Keywords

1 Introduction

Classification is appeared as revolutionary task in data mining. Classification problem occurs when an object needs to be assigned to a specific class or group on the base of their attributes that related to objects. The significance of classification can be seen in different real life phenomena’s such as diagnosis of diseases in medical [1], marketing [2] and in stock exchange [3]. Classification task is based on two steps. First step is to construct the model, which represents the group of precogitated classes. Second step is the model usage, which is used for classifying the unknown objects.

Various techniques have been developed for classification, such as statistical and neural networks techniques, which are prominent. With the passage of time, artificial neural networks have gained much popularity as useful alternative of statistical techniques and due to having the variety of applications in real life [4]. Multilayer perceptron known as MLP, is a feed forward neural network that consists of input, hidden and output nodes. Every node is interconnected with other node in next layer which makes a connection between them. Back propagation is one of the most used and old supervised learning algorithm, which is proposed by Rumelhart, Hinton and Williams [5]. MLP has been used to find the missing values from data [6]. Due to its ability of fast learning, MLP has been tested for stock trading problems for better prediction [7]. MLP is also successfully implemented for early fault detection in gearboxes [8].
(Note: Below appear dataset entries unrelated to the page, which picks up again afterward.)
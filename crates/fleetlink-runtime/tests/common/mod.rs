//! Shared fixtures for the runtime integration tests: an engine wired to an
//! in-memory store, a recording transport and an in-memory template
//! catalog.

#![allow(dead_code)]

use std::sync::{Arc, Mutex};
use std::time::Duration;

use async_trait::async_trait;
use fleetlink_kernel::StatusCache;
use fleetlink_middleware::{EventBus, Transport, TransportRegistry};
use fleetlink_runtime::{
    ExecutionEngine, InMemoryTemplateRepository, PresenceTracker, TelemetryIngestor,
};
use fleetlink_store::OrderRecordStore;
use fleetlink_types::{
    DeviceState, OrderStatus, RequestContext, TransportError, TransportKind,
};
use serde_json::json;

pub const DEVICE: &str = "agv-01";
pub const MANUFACTURER: &str = "acme";

pub const CATALOG: &str = r#"{
    "actionTemplates": [
        { "id": "pick", "actionType": "pick", "blockingType": "HARD",
          "parameters": { "stationType": "floor", "height": 0.2 } },
        { "id": "drop", "actionType": "drop", "blockingType": "HARD",
          "parameters": { "height": 0.0 } }
    ],
    "orderTemplates": [
        { "id": "shuttle", "name": "Shuttle A to B",
          "nodes": [
            { "nodeId": "A", "sequenceId": 0, "actionTemplateIds": ["pick"] },
            { "nodeId": "B", "sequenceId": 2, "actionTemplateIds": ["drop"] }
          ],
          "edges": [
            { "edgeId": "A-B", "sequenceId": 1, "startNodeId": "A", "endNodeId": "B" }
          ] }
    ]
}"#;

/// Records every payload it is asked to send, or fails with a preset error.
pub struct RecordingTransport {
    kind: TransportKind,
    pub sent: Mutex<Vec<(String, Vec<u8>)>>,
    fail_with: Mutex<Option<TransportError>>,
    slow_device: Mutex<Option<(String, Duration)>>,
}

impl RecordingTransport {
    pub fn new(kind: TransportKind) -> Arc<Self> {
        Arc::new(Self {
            kind,
            sent: Mutex::new(Vec::new()),
            fail_with: Mutex::new(None),
            slow_device: Mutex::new(None),
        })
    }

    /// Hold every send addressed to `device` for `delay`.
    pub fn delay_sends_to(&self, device: &str, delay: Duration) {
        *self.slow_device.lock().unwrap() = Some((format!("/{device}/"), delay));
    }

    pub fn fail_with(&self, error: TransportError) {
        *self.fail_with.lock().unwrap() = Some(error);
    }

    pub fn sent_count(&self) -> usize {
        self.sent.lock().unwrap().len()
    }

    /// The `n`th payload, parsed back into JSON.
    pub fn payload(&self, n: usize) -> serde_json::Value {
        serde_json::from_slice(&self.sent.lock().unwrap()[n].1).unwrap()
    }

    pub fn destination(&self, n: usize) -> String {
        self.sent.lock().unwrap()[n].0.clone()
    }
}

#[async_trait]
impl Transport for RecordingTransport {
    fn kind(&self) -> TransportKind {
        self.kind
    }

    async fn send(
        &self,
        ctx: &RequestContext,
        destination: &str,
        payload: &[u8],
    ) -> Result<(), TransportError> {
        if ctx.is_cancelled() {
            return Err(TransportError::Cancelled);
        }
        let delay = self
            .slow_device
            .lock()
            .unwrap()
            .as_ref()
            .filter(|(segment, _)| destination.contains(segment.as_str()))
            .map(|(_, delay)| *delay);
        if let Some(delay) = delay {
            tokio::time::sleep(delay).await;
        }
        if let Some(e) = self.fail_with.lock().unwrap().clone() {
            return Err(e);
        }
        self.sent
            .lock()
            .unwrap()
            .push((destination.to_string(), payload.to_vec()));
        Ok(())
    }

    async fn close(&self) -> Result<(), TransportError> {
        Ok(())
    }
}

pub struct Harness {
    pub engine: Arc<ExecutionEngine>,
    pub presence: Arc<PresenceTracker>,
    pub transport: Arc<RecordingTransport>,
    pub store: OrderRecordStore,
    pub bus: EventBus,
}

impl Harness {
    pub fn new() -> Self {
        let templates = Arc::new(InMemoryTemplateRepository::from_catalog(
            serde_json::from_str(CATALOG).unwrap(),
        ));
        let presence = Arc::new(PresenceTracker::new("fallback"));
        presence.set_online(DEVICE, Some(MANUFACTURER));

        let registry = Arc::new(TransportRegistry::new(TransportKind::Queue));
        let transport = RecordingTransport::new(TransportKind::Queue);
        registry.register(TransportKind::Queue, transport.clone());

        let store = OrderRecordStore::open_in_memory().unwrap();
        let bus = EventBus::default();
        let engine = Arc::new(
            ExecutionEngine::new(templates, presence.clone(), registry, store.clone())
                .with_bus(bus.clone()),
        );
        Self {
            engine,
            presence,
            transport,
            store,
            bus,
        }
    }

    pub fn ingestor(&self) -> TelemetryIngestor {
        TelemetryIngestor::new(
            Arc::clone(&self.engine),
            Arc::clone(&self.presence),
            Arc::new(StatusCache::new()),
            self.bus.clone(),
        )
    }

    /// Number of records in any status.
    pub async fn record_count(&self) -> u64 {
        let mut total = 0;
        for status in [
            OrderStatus::Created,
            OrderStatus::Sent,
            OrderStatus::Started,
            OrderStatus::Completed,
            OrderStatus::Failed,
            OrderStatus::Cancelled,
        ] {
            total += self.store.count_by_status(status, None).await.unwrap();
        }
        total
    }
}

pub fn ctx() -> RequestContext {
    RequestContext::background()
}

/// A state message for `device` reporting `actions` as `(actionId, status)`.
pub fn state(device: &str, order_id: &str, actions: &[(&str, &str)]) -> DeviceState {
    let action_states: Vec<_> = actions
        .iter()
        .map(|(id, status)| json!({ "actionId": id, "actionStatus": status }))
        .collect();
    serde_json::from_value(json!({
        "headerId": 7,
        "manufacturer": MANUFACTURER,
        "serialNumber": device,
        "orderId": order_id,
        "actionStates": action_states,
    }))
    .unwrap()
}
Researchers used different types of learning algorithm with back propagation to train different types of algorithms such as adaptive momentum to improve accuracy of gradient descent [9]. Some trained the artificial bee colony (ABC) with LM for classification problems [10]. Besides the advantages of MLP, there are also some disadvantaged of multilayer perceptron such as firstly, this neural network can only be used for supervised learning, and secondly due to its multilayer structure, it cause computationally expensive training that stuck in local minima [11].

In this paper, we propose Chebyshev polynomials as functional expansion with multilayer perceptron. These polynomials are used to make standard MLP more accurate for classification tasks. We have compared proposed method with four types of learning algorithms that are used as training of multilayer perceptron. The rest of the paper is organized as follows: In Sect. 2, the proposed model is presented. Some experimental setups are presented in Sect. 3. Section 4 is devoted to results and discussions. Finally, Sect. 5 outlines the conclusion.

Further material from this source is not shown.